As a dedicated Google Local Guide, I’ve devoted considerable time over the past two years to documenting mainly my city of London through photo contributions on Google Maps. The journey so far has been fascinating, from achieving early guide milestones to learning the ever-shifting nuances of the maps platform’s algorithms.

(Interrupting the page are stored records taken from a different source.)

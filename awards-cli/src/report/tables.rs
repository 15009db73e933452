//! Report tables assembled from the live mirror and the source lookups

use std::collections::HashMap;

use crate::build::doc_cols;
use crate::config::SummarySettings;
use crate::enrich::rates::posse_bump;
use crate::enrich::roster_cols;
use crate::loader::app_cols;
use crate::table::{IndexedTable, KeyPart, Record, SortSpec, Table, Value};

use super::columns::{ColumnSource, ReportColumn};

/// Report column holding the student's race code
pub const RACE_COLUMN: &str = "Race/Eth";

/// Race codes whose grad rate comes from the second `Grad rate` argument
const MINORITY_RACES: [&str; 4] = ["H", "B", "M", "I"];

/// Comment marking a Posse scholarship application
const POSSE: &str = "Posse";

/// Award report column named as the student's choice on the summary sheet
const COLLEGE_COLUMN: &str = "College";

static NULL: Value = Value::Null;

/// Lookup tables the report columns draw from
pub struct ReportSources<'a> {
    /// Enriched roster indexed by student id
    pub roster: &'a IndexedTable,
    pub colleges: &'a IndexedTable,
    pub applications: &'a Table,
    /// Student id column of the live summary tab
    pub index_field: &'a str,
}

/// First application row per (institution, student)
struct ApplicationIndex<'a> {
    table: &'a Table,
    rows: HashMap<(KeyPart, KeyPart), usize>,
}

impl<'a> ApplicationIndex<'a> {
    fn new(table: &'a Table) -> Self {
        let mut rows = HashMap::new();
        for (i, record) in table.records().enumerate() {
            let nces = KeyPart::from_value(record.get(app_cols::NCES));
            let sid = KeyPart::from_value(record.get(app_cols::STUDENT_ID));
            if let (Some(nces), Some(sid)) = (nces, sid) {
                rows.entry((nces, sid)).or_insert(i);
            }
        }
        Self { table, rows }
    }

    fn lookup(&self, nces: &Value, sid: &Value, field: &str) -> Value {
        let (Some(nces), Some(sid)) = (KeyPart::from_value(nces), KeyPart::from_value(sid)) else {
            return Value::Null;
        };
        self.rows
            .get(&(nces, sid))
            .and_then(|i| self.table.record(*i))
            .map(|r| r.get(field).clone())
            .unwrap_or_default()
    }
}

fn looked_up(value: Option<&Value>) -> Value {
    value.cloned().unwrap_or_default()
}

/// Value of a non-computed column for one live row
fn source_value(
    source: &ColumnSource,
    record: &Record<'_>,
    student: &Value,
    sources: &ReportSources<'_>,
    apps: &ApplicationIndex<'_>,
) -> Value {
    match source {
        ColumnSource::Live(name) => record.get(name).clone(),
        ColumnSource::Index => student.clone(),
        ColumnSource::Roster { key, field } => {
            let id = key.as_deref().map_or(student, |k| record.get(k));
            looked_up(sources.roster.lookup_value(id, field))
        }
        ColumnSource::College { key, field } => looked_up(sources.colleges.lookup_value(record.get(key), field)),
        ColumnSource::Apps { field } => apps.lookup(record.get(doc_cols::NCES_ID), record.get(doc_cols::SID), field),
        ColumnSource::Special(_) => Value::Null,
    }
}

/// Computed columns. `args` are the names of other report columns of the
/// same row.
pub fn special_value(column: &str, args: &[String], record: &Record<'_>) -> Value {
    let arg = |i: usize| args.get(i).map(|a| record.get(a)).unwrap_or(&NULL);

    match column {
        "Grad rate" => {
            let minority = record
                .get(RACE_COLUMN)
                .as_str()
                .is_some_and(|r| MINORITY_RACES.contains(&r.trim()));
            let rate = if minority { arg(1) } else { arg(0) };
            if rate.is_blank() {
                Value::from("N/A")
            } else {
                rate.clone()
            }
        }
        "Grad rate for sorting" => {
            let base = arg(0);
            if base.is_text("N/A") {
                return Value::Float(0.0);
            }
            match base.as_number() {
                Some(rate) if arg(1).is_text(POSSE) => Value::Float(posse_bump(rate)),
                Some(rate) => Value::Float(rate),
                None => base.clone(),
            }
        }
        "Unique" | "Award" => Value::Int(1),
        other => Value::from(format!("{}+{}", args.join("*"), other)),
    }
}

/// Fill every configured column for the rows of `live`, then drop helper
/// columns and sort
fn assemble(
    live: &Table,
    columns: &[ReportColumn],
    sources: &ReportSources<'_>,
    student_of: impl Fn(&Record<'_>) -> Value,
    sorts: &[SortSpec],
) -> Table {
    let apps = ApplicationIndex::new(sources.applications);

    let rows = live.records().map(|record| {
        let student = student_of(&record);
        columns
            .iter()
            .map(|c| source_value(&c.source, &record, &student, sources, &apps))
            .collect()
    });
    let mut table = Table::from_rows(columns.iter().map(|c| c.name.clone()), rows);

    // In configured order so later specials can read earlier ones
    for column in columns {
        if let ColumnSource::Special(args) = &column.source {
            let values = table
                .records()
                .map(|r| special_value(&column.name, args, &r))
                .collect();
            table.set_column(&column.name, values);
        }
    }

    table.sort_by_specs(sorts);
    let visible: Vec<&str> = columns
        .iter()
        .filter(|c| !c.is_helper())
        .map(|c| c.name.as_str())
        .collect();
    table.select(&visible)
}

/// One row per live award row
pub fn build_award_report(
    live_award: &Table,
    columns: &[ReportColumn],
    sources: &ReportSources<'_>,
    sorts: &[SortSpec],
) -> Table {
    let report = assemble(live_award, columns, sources, |r| r.get(doc_cols::SID).clone(), sorts);
    log::info!("Award report has {} rows", report.len());
    report
}

/// One row per live summary row. Adds a `Campus` column when none is configured.
pub fn build_student_report(
    live_summary: &Table,
    columns: &[ReportColumn],
    sources: &ReportSources<'_>,
    campus: &str,
    sorts: &[SortSpec],
) -> Table {
    let index_field = sources.index_field;
    let mut report = assemble(live_summary, columns, sources, |r| r.get(index_field).clone(), sorts);

    if !report.has_column(roster_cols::CAMPUS) {
        report.set_column(roster_cols::CAMPUS, vec![Value::from(campus); report.len()]);
    }
    log::info!("Student report has {} rows", report.len());
    report
}

/// Summary sheet column names
pub mod summary_cols {
    pub const APPLICATIONS: &str = "Applications";
    pub const ACCEPTED: &str = "Accepted";
    pub const AWARDS: &str = "Award options";
    pub const CHOICE: &str = "Choice";
}

#[derive(Default)]
struct StudentCounts {
    name: Value,
    applications: f64,
    accepted: f64,
    awards: f64,
    choice: Option<Value>,
}

/// Per-student counts over the award report, in award report order
pub fn build_summary_sheet(award_report: &Table, settings: &SummarySettings, choice_label: &str) -> Table {
    let mut order: Vec<KeyPart> = Vec::new();
    let mut counts: HashMap<KeyPart, StudentCounts> = HashMap::new();

    for record in award_report.records() {
        let Some(student) = KeyPart::from_value(record.get(&settings.student_field)) else {
            continue;
        };
        let entry = counts.entry(student.clone()).or_insert_with(|| {
            order.push(student);
            StudentCounts {
                name: record.get(&settings.name_field).clone(),
                ..StudentCounts::default()
            }
        });

        let unique = record.get(&settings.unique_field).as_number().unwrap_or(0.0);
        let result = record.get(&settings.result_field);
        let accepted = settings.accepted_labels.iter().any(|l| result.is_text(l));

        entry.applications += unique;
        if accepted {
            entry.accepted += unique;
            entry.awards += record.get(&settings.award_field).as_number().unwrap_or(0.0);
        }
        if result.is_text(choice_label) && entry.choice.is_none() {
            entry.choice = Some(record.get(COLLEGE_COLUMN).clone());
        }
    }

    let rows = order.into_iter().filter_map(|student| {
        let c = counts.remove(&student)?;
        Some(vec![
            student.to_value(),
            c.name,
            Value::Int(c.applications as i64),
            Value::Int(c.accepted as i64),
            Value::Int(c.awards as i64),
            c.choice.unwrap_or_default(),
        ])
    });

    Table::from_rows(
        [
            settings.student_field.as_str(),
            settings.name_field.as_str(),
            summary_cols::APPLICATIONS,
            summary_cols::ACCEPTED,
            summary_cols::AWARDS,
            summary_cols::CHOICE,
        ],
        rows,
    )
}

Throughout this experience, I’ve strived to capture locations from a variety of unique perspectives and angles to best showcase what makes each place noteworthy. Capturing the essence of a destination in a single, impactful photo is a constant challenge yet greatly rewarding when an upload resonates and finds an engaged audience.
Of course, as contributions increase exponentially, it’s natural to reflect on tactics and wonder how strategies could evolve. To gain fresh insights, I decided to conduct an evaluation of my highest performing photos. Specifically, I wanted to understand patterns affecting long term visibility and placements over time on Maps.
With over 35,000 photos now uploaded showcasing diverse neighborhoods, attractions, cuisine and culture, the dataset provided a decent opportunity for comprehensive self-analysis.
The objective was to determine several key performance indicators for photos amassing over 1 million views, including: current ranked placement, total views accrued to date, and date of initial contribution.
As there are no easy tools, I exported a list directly from Google Maps containing all photos uploaded by my Local Guide profile that had accrued over 1 million total views. Basically I sorted my photos by views, scrolled all the way photos above 1m views, copied all the text into a file and used ChatGPT to sort into nicer file…
From there, I developed a simple tracking spreadsheet to capture key fields for analysis: venue name, address, total views to date, current placement rank, and some place for comment. This allowed sorting and filtering data in useful ways.
I was surprised to see I got now 331 such photos - more than expected.
So something of this style:
Name | Address | Views | #1 |
---|---|---|---|
Burrell St Sexual Health Clinic | 4-5 Burrell St, London SE1 0UN | 10,363,363 | Yes |
Beijing Dumpling | 23 Lisle St, London WC2H 7BA | 8,044,209 | No |
Zafferano | 16-18 Lowndes St, London SW1X 9EY | 7,233,110 | Yes |
Dozo Soho | 32 Old Compton St, London W1D 4TP | 7,181,068 | Yes |
Imperial China | 25a White Bear Yard, Lisle St, London WC2H 7BA | 7,013,534 | No |
Patty&Bun - Liverpool Street | 22-24 Liverpool St, London EC2M 7PD | 6,612,689 | Yes |
G-A-Y Bar | 30 Old Compton St, London W1D 4UR | 6,416,979 | No |
Soletrader | 264 Oxford St, London W1C 1DP | 6,206,725 | Yes |
New China | 48 Gerrard St, London W1D 5QL | 5,867,946 | No |
The auditing portion proved quite time intensive, requiring manually verifying placement details for each photo directly within Maps.
For every photo, I would zoom on the location and “Photos” to note its current ranked placement. If no longer in the top spot, I recorded which guide’s photo or media type had replaced it.
Photos do change position naturally all the time as views are added (to some of them) so finishing this check needs to be quick or you will need to keep searching for photo on the sheet.
After about 200, I realized the conclusions were quite clear and I could stop the check and focus on this sample.
Some insights:
Almost all the photos are external and not inside location.
While I typically photo mostly as I walk around locations, I also have plenty of photos contributions from visiting inside location and reviews including food and products. Still, none of these was in the top featured photos.
I found that 51% remained in the top ranked #1 media slot for their respective venues.
As gaining over 1m viewed takes time (most of these been there over a year), seems that knocking off a successful top featured photo does not happen quickly or easily - once the algorithm picks a favorite, it tends to stick by it for a while.
While I’m happy to get the photo views, I wonder what it means - places do change (parks with seasons, shop window displays with seasons and fashion) etc.
However, checking similar exercise I did a year ago, it was notable that some photos had achieved the top spot back after being replaced temporarily by others’ higher rated content. This suggested placement is dynamic based on continual uploads.
Among photos no longer ranked #1, approximately 25% fell into recurring patterns:
- I had uploaded a better performing photo myself, nudging the original from primacy
- An immersive view or video uploaded had surpassed photos (not another photo)
In some of these cases, my photo was still there just not placed in #1 place.
This revealed the fluid, competitive environment for gaining exposure on popular locations.Placement evolves as all contributors strive to engage users.
Perhaps most interesting was the recurring trend of immersive views and videos displacing static photographs over time.
This aligns with platform shifts favoring interactive and long formats, impacting long-term photo visibility regardless of view counts accumulated.
Going forward, successfully innovating content types will be key to maintaining relevance and engagement on Maps. While photos remain valuable, diversifying format is now essential strategy for guided visibility.
Constant re-evaluation of performance metrics provides opportunity to evolve our practices in step with changing algorithms and consumer preferences.